→ What you are asked to do
Your task is to quote the records from their first line through the line containing "config.validate()?;", with nothing added or left out.

→ Supplied data
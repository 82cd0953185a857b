//! HTTP transport for the list REST API

use http::header::{HeaderName, HeaderValue, ACCEPT, AUTHORIZATION, IF_MATCH};
use reqwest::{Client, RequestBuilder, StatusCode};
use serde::{Deserialize, Serialize};
use serde_json::Value;

use crate::{ClientConfig, ClientError, ClientResult};

const ODATA_JSON: &str = "application/json;odata=nometadata";
const X_HTTP_METHOD: HeaderName = HeaderName::from_static("x-http-method");

/// Verb tunnelled through POST via `X-HTTP-Method`
#[derive(Debug, Clone, Copy, PartialEq, Eq)]
pub enum TunnelledMethod {
    Merge,
    Delete,
}

impl TunnelledMethod {
    fn as_str(self) -> &'static str {
        match self {
            Self::Merge => "MERGE",
            Self::Delete => "DELETE",
        }
    }
}

/// Error body returned by the REST API
#[derive(Deserialize)]
struct ODataErrorBody {
    #[serde(alias = "odata.error")]
    error: ODataError,
}

#[derive(Deserialize)]
struct ODataError {
    #[serde(default)]
    code: Option<String>,
    message: ODataMessage,
}

#[derive(Deserialize)]
struct ODataMessage {
    value: String,
}

/// Extract a readable message from an error body, if it is OData-shaped
pub(crate) fn odata_error_message(text: &str) -> Option<String> {
    let body: ODataErrorBody = serde_json::from_str(text).ok()?;
    Some(match body.error.code {
        Some(code) if !code.is_empty() => format!("{} ({})", body.error.message.value, code),
        _ => body.error.message.value,
    })
}

/// HTTP client for the site's REST endpoints
#[derive(Debug, Clone)]
pub struct NetworkHttpClient {
    client: Client,
    site_url: String,
    token: Option<String>,
}

impl NetworkHttpClient {
    /// Create a new HTTP client from configuration
    pub fn new(config: &ClientConfig) -> ClientResult<Self> {
        config.validate()?;
        let client = Client::builder()
            .timeout(std::time::Duration::from_secs(config.timeout))
            .build()?;
        Ok(Self {
            client,
            site_url: config.site_url.trim_end_matches('/').to_string(),
            token: config.token.clone(),
        })
    }

    /// Site URL without trailing slash
    pub fn site_url(&self) -> &str {
        &self.site_url
    }

    /// Get the current token
    pub fn token(&self) -> Option<&str> {
        self.token.as_deref()
    }

    fn url(&self, path: &str) -> String {
        format!("{}/{}", self.site_url, path.trim_start_matches('/'))
    }

    fn prepare(&self, request: RequestBuilder) -> RequestBuilder {
        let request = request.header(ACCEPT, HeaderValue::from_static(ODATA_JSON));
        match &self.token {
            Some(token) => request.header(AUTHORIZATION, format!("Bearer {}", token)),
            None => request,
        }
    }

    /// GET with query options, returning the JSON body
    pub async fn get(&self, path: &str, query: &[(&str, String)]) -> ClientResult<Value> {
        let url = self.url(path);
        tracing::debug!(%url, ?query, "GET");
        let response = self.prepare(self.client.get(&url).query(query)).send().await?;
        Self::handle_response(response).await
    }

    /// POST a JSON body, returning the JSON body of the response
    pub async fn post<B: Serialize + ?Sized>(&self, path: &str, body: &B) -> ClientResult<Value> {
        let url = self.url(path);
        tracing::debug!(%url, "POST");
        let response = self.prepare(self.client.post(&url).json(body)).send().await?;
        Self::handle_response(response).await
    }

    /// POST with `X-HTTP-Method` and `IF-MATCH: *`; the response body is ignored
    pub async fn post_tunnelled(
        &self,
        path: &str,
        method: TunnelledMethod,
        body: Option<&Value>,
    ) -> ClientResult<()> {
        let url = self.url(path);
        tracing::debug!(%url, method = method.as_str(), "POST");
        let mut request = self
            .prepare(self.client.post(&url))
            .header(IF_MATCH, HeaderValue::from_static("*"))
            .header(X_HTTP_METHOD, HeaderValue::from_static(method.as_str()));
        if let Some(body) = body {
            request = request.json(body);
        }
        let response = request.send().await?;
        let status = response.status();
        if !status.is_success() {
            let text = response.text().await?;
            return Err(Self::status_error(status, text));
        }
        Ok(())
    }

    /// Handle the HTTP response
    async fn handle_response(response: reqwest::Response) -> ClientResult<Value> {
        let status = response.status();
        let text = response.text().await?;

        if !status.is_success() {
            return Err(Self::status_error(status, text));
        }
        if text.trim().is_empty() {
            return Ok(Value::Null);
        }
        serde_json::from_str(&text).map_err(Into::into)
    }

    fn status_error(status: StatusCode, text: String) -> ClientError {
        let message = odata_error_message(&text).unwrap_or(text);
        match status {
            StatusCode::UNAUTHORIZED => ClientError::Unauthorized,
            StatusCode::FORBIDDEN => ClientError::Forbidden(message),
            StatusCode::NOT_FOUND => ClientError::NotFound(message),
            StatusCode::BAD_REQUEST => ClientError::Validation(message),
            _ => ClientError::Internal(format!("{}: {}", status, message)),
        }
    }
}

→ Answer to the exercise
repository 82cd0953185a857b
//! HTTP transport for the list REST API

use http::header::{HeaderName, HeaderValue, ACCEPT, AUTHORIZATION, IF_MATCH};
use reqwest::{Client, RequestBuilder, StatusCode};
use serde::{Deserialize, Serialize};
use serde_json::Value;

use crate::{ClientConfig, ClientError, ClientResult};

const ODATA_JSON: &str = "application/json;odata=nometadata";
const X_HTTP_METHOD: HeaderName = HeaderName::from_static("x-http-method");

/// Verb tunnelled through POST via `X-HTTP-Method`
#[derive(Debug, Clone, Copy, PartialEq, Eq)]
pub enum TunnelledMethod {
    Merge,
    Delete,
}

impl TunnelledMethod {
    fn as_str(self) -> &'static str {
        match self {
            Self::Merge => "MERGE",
            Self::Delete => "DELETE",
        }
    }
}

/// Error body returned by the REST API
#[derive(Deserialize)]
struct ODataErrorBody {
    #[serde(alias = "odata.error")]
    error: ODataError,
}

#[derive(Deserialize)]
struct ODataError {
    #[serde(default)]
    code: Option<String>,
    message: ODataMessage,
}

#[derive(Deserialize)]
struct ODataMessage {
    value: String,
}

/// Extract a readable message from an error body, if it is OData-shaped
pub(crate) fn odata_error_message(text: &str) -> Option<String> {
    let body: ODataErrorBody = serde_json::from_str(text).ok()?;
    Some(match body.error.code {
        Some(code) if !code.is_empty() => format!("{} ({})", body.error.message.value, code),
        _ => body.error.message.value,
    })
}

/// HTTP client for the site's REST endpoints
#[derive(Debug, Clone)]
pub struct NetworkHttpClient {
    client: Client,
    site_url: String,
    token: Option<String>,
}

impl NetworkHttpClient {
    /// Create a new HTTP client from configuration
    pub fn new(config: &ClientConfig) -> ClientResult<Self> {
        config.validate()?;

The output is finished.